BEGIN
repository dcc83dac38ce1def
//! Error types for the domain layer.

use thiserror::Error;

/// Errors that occur during value object construction.
#[derive(Debug, Clone, Error)]
pub enum ValidationError {
    #[error("Field '{field}' cannot be empty")]
    EmptyField { field: String },

    #[error("Field '{field}' has invalid format: {reason}")]
    InvalidFormat { field: String, reason: String },
}

impl ValidationError {
    /// Creates an empty field validation error.
    pub fn empty_field(field: impl Into<String>) -> Self {
        ValidationError::EmptyField {
            field: field.into(),
        }
    }

    /// Creates an invalid format validation error.
    pub fn invalid_format(field: impl Into<String>, reason: impl Into<String>) -> Self {
        ValidationError::InvalidFormat {
            field: field.into(),
            reason: reason.into(),
        }
    }
}

#[cfg(test)]
mod tests {
    use super::*;

    #[test]
    fn empty_field_displays_correctly() {
        let err = ValidationError::empty_field("query");
        assert_eq!(format!("{}", err), "Field 'query' cannot be empty");
    }

    #[test]
    fn invalid_format_displays_correctly() {
        let err = ValidationError::invalid_format("expression", "unbalanced parentheses");
        assert_eq!(
            format!("{}", err),
            "Field 'expression' has invalid format: unbalanced parentheses"
        );
    }
}
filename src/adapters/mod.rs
//! Adapters - concrete implementations of the ports.

pub mod ai;
pub mod http;
pub mod retrieval;
pub mod sqlite;
pub mod tools;
//! Database configuration.

use serde::Deserialize;

fn default_url() -> String {
    "sqlite://data/kb_scribe.db".to_string()
}

/// Configuration for the SQLite metadata store.
#[derive(Debug, Clone, Deserialize)]
pub struct DatabaseConfig {
    #[serde(default = "default_url")]
    url: String,
}

impl DatabaseConfig {
    /// Returns the connection URL.
    pub fn url(&self) -> &str {
        &self.url
    }
}

impl Default for DatabaseConfig {
    fn default() -> Self {
        Self { url: default_url() }
    }
}
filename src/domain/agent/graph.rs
//! Orchestration graph - node identities and the routing predicate.
//!
//! # Design
//!
//! Routing never inspects message content or the advisory `next_step` hint.
//! The sole input is whether the last message carries tool calls: an
//! assistant message with tool calls routes to the Tool-Executor, anything
//! else after the Researcher routes to the Writer, and the Tool-Executor
//! always hands control back to the Researcher. This keeps the graph a pure
//! function of observable state and trivially testable.

use super::state::TurnState;

/// A node of the two-agent orchestration graph.
#[derive(Debug, Clone, Copy, PartialEq, Eq, Hash)]
pub enum GraphNode {
    /// Gathers facts, deciding which tools to invoke.
    Researcher,
    /// Executes every tool call requested by the Researcher.
    ToolExecutor,
    /// Synthesizes the final answer from the transcript.
    Writer,
    /// Terminal node; the turn is complete.
    Done,
}

impl GraphNode {
    /// Stable lowercase label for logging and event reporting.
    pub fn label(&self) -> &'static str {
        match self {
            GraphNode::Researcher => "researcher",
            GraphNode::ToolExecutor => "tool_executor",
            GraphNode::Writer => "writer",
            GraphNode::Done => "done",
        }
    }

    /// Returns true once the turn has finished.
    pub fn is_terminal(&self) -> bool {
        matches!(self, GraphNode::Done)
    }
}

impl std::fmt::Display for GraphNode {
    fn fmt(&self, f: &mut std::fmt::Formatter<'_>) -> std::fmt::Result {
        write!(f, "{}", self.label())
    }
}

/// Computes the node that runs after `current`, given the turn state.
///
/// Pure: reads only the last message of the log.
pub fn next_node(current: GraphNode, state: &TurnState) -> GraphNode {
    match current {
        GraphNode::Researcher => {
            let wants_tools = state
                .last_message()
                .map(|m| m.has_tool_calls())
                .unwrap_or(false);
            if wants_tools {
                GraphNode::ToolExecutor
            } else {
                GraphNode::Writer
            }
        }
        // Results always return to the Researcher for assessment, even when
        // every tool in the batch failed.
        GraphNode::ToolExecutor => GraphNode::Researcher,
        GraphNode::Writer => GraphNode::Done,
        GraphNode::Done => GraphNode::Done,
    }
}
//! Tool suite adapters.

mod builtin;
mod calculator;

pub use builtin::BuiltinToolExecutor;
pub use calculator::{evaluate, CalcError};
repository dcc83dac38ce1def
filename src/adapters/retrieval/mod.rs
//! Retrieval adapters.

mod in_memory;

pub use in_memory::InMemoryRetriever;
END
- _ACTIVITY_
Each entry shown above should be transcribed exactly as written.

- _SOLUTION TO THIS PROBLEM_
repository dcc83dac38ce1def
//! Error types for the domain layer.

use thiserror::Error;

/// Errors that occur during value object construction.
#[derive(Debug, Clone, Error)]
pub enum ValidationError {
    #[error("Field '{field}' cannot be empty")]
    EmptyField { field: String },

    #[error("Field '{field}' has invalid format: {reason}")]
    InvalidFormat { field: String, reason: String },
}

impl ValidationError {
    /// Creates an empty field validation error.
    pub fn empty_field(field: impl Into<String>) -> Self {
        ValidationError::EmptyField {
            field: field.into(),
        }
    }

    /// Creates an invalid format validation error.
    pub fn invalid_format(field: impl Into<String>, reason: impl Into<String>) -> Self {
        ValidationError::InvalidFormat {
            field: field.into(),
            reason: reason.into(),
        }
    }
}

#[cfg(test)]
mod tests {
    use super::*;

    #[test]
    fn empty_field_displays_correctly() {
        let err = ValidationError::empty_field("query");
        assert_eq!(format!("{}", err), "Field 'query' cannot be empty");
    }

    #[test]
    fn invalid_format_displays_correctly() {
        let err = ValidationError::invalid_format("expression", "unbalanced parentheses");
        assert_eq!(
            format!("{}", err),
            "Field 'expression' has invalid format: unbalanced parentheses"
        );
    }
}
filename src/adapters/mod.rs
//! Adapters - concrete implementations of the ports.

pub mod ai;
pub mod http;
pub mod retrieval;
pub mod sqlite;
pub mod tools;
//! Database configuration.

use serde::Deserialize;

fn default_url() -> String {
    "sqlite://data/kb_scribe.db".to_string()
}

/// Configuration for the SQLite metadata store.
#[derive(Debug, Clone, Deserialize)]
pub struct DatabaseConfig {
    #[serde(default = "default_url")]
    url: String,
}

impl DatabaseConfig {
    /// Returns the connection URL.
    pub fn url(&self) -> &str {
        &self.url
    }
}

impl Default for DatabaseConfig {
    fn default() -> Self {
        Self { url: default_url() }
    }
}
filename src/domain/agent/graph.rs
//! Orchestration graph - node identities and the routing predicate.
//!
//! # Design
//!
//! Routing never inspects message content or the advisory `next_step` hint.
//! The sole input is whether the last message carries tool calls: an
//! assistant message with tool calls routes to the Tool-Executor, anything
//! else after the Researcher routes to the Writer, and the Tool-Executor
//! always hands control back to the Researcher. This keeps the graph a pure
//! function of observable state and trivially testable.

use super::state::TurnState;

/// A node of the two-agent orchestration graph.
#[derive(Debug, Clone, Copy, PartialEq, Eq, Hash)]
pub enum GraphNode {
    /// Gathers facts, deciding which tools to invoke.
    Researcher,
    /// Executes every tool call requested by the Researcher.
    ToolExecutor,
    /// Synthesizes the final answer from the transcript.
    Writer,
    /// Terminal node; the turn is complete.
    Done,
}

impl GraphNode {
    /// Stable lowercase label for logging and event reporting.
    pub fn label(&self) -> &'static str {
        match self {
            GraphNode::Researcher => "researcher",
            GraphNode::ToolExecutor => "tool_executor",
            GraphNode::Writer => "writer",
            GraphNode::Done => "done",
        }
    }

    /// Returns true once the turn has finished.
    pub fn is_terminal(&self) -> bool {
        matches!(self, GraphNode::Done)
    }
}

impl std::fmt::Display for GraphNode {
    fn fmt(&self, f: &mut std::fmt::Formatter<'_>) -> std::fmt::Result {
        write!(f, "{}", self.label())
    }
}

/// Computes the node that runs after `current`, given the turn state.
///
/// Pure: reads only the last message of the log.
pub fn next_node(current: GraphNode, state: &TurnState) -> GraphNode {
    match current {
        GraphNode::Researcher => {
            let wants_tools = state
                .last_message()
                .map(|m| m.has_tool_calls())
                .unwrap_or(false);
            if wants_tools {
                GraphNode::ToolExecutor
            } else {
                GraphNode::Writer
            }
        }
        // Results always return to the Researcher for assessment, even when
        // every tool in the batch failed.
        GraphNode::ToolExecutor => GraphNode::Researcher,
        GraphNode::Writer => GraphNode::Done,
        GraphNode::Done => GraphNode::Done,
    }
}
//! Tool suite adapters.

mod builtin;
mod calculator;

pub use builtin::BuiltinToolExecutor;
pub use calculator::{evaluate, CalcError};
repository dcc83dac38ce1def
filename src/adapters/retrieval/mod.rs
//! Retrieval adapters.

mod in_memory;

pub use in_memory::InMemoryRetriever;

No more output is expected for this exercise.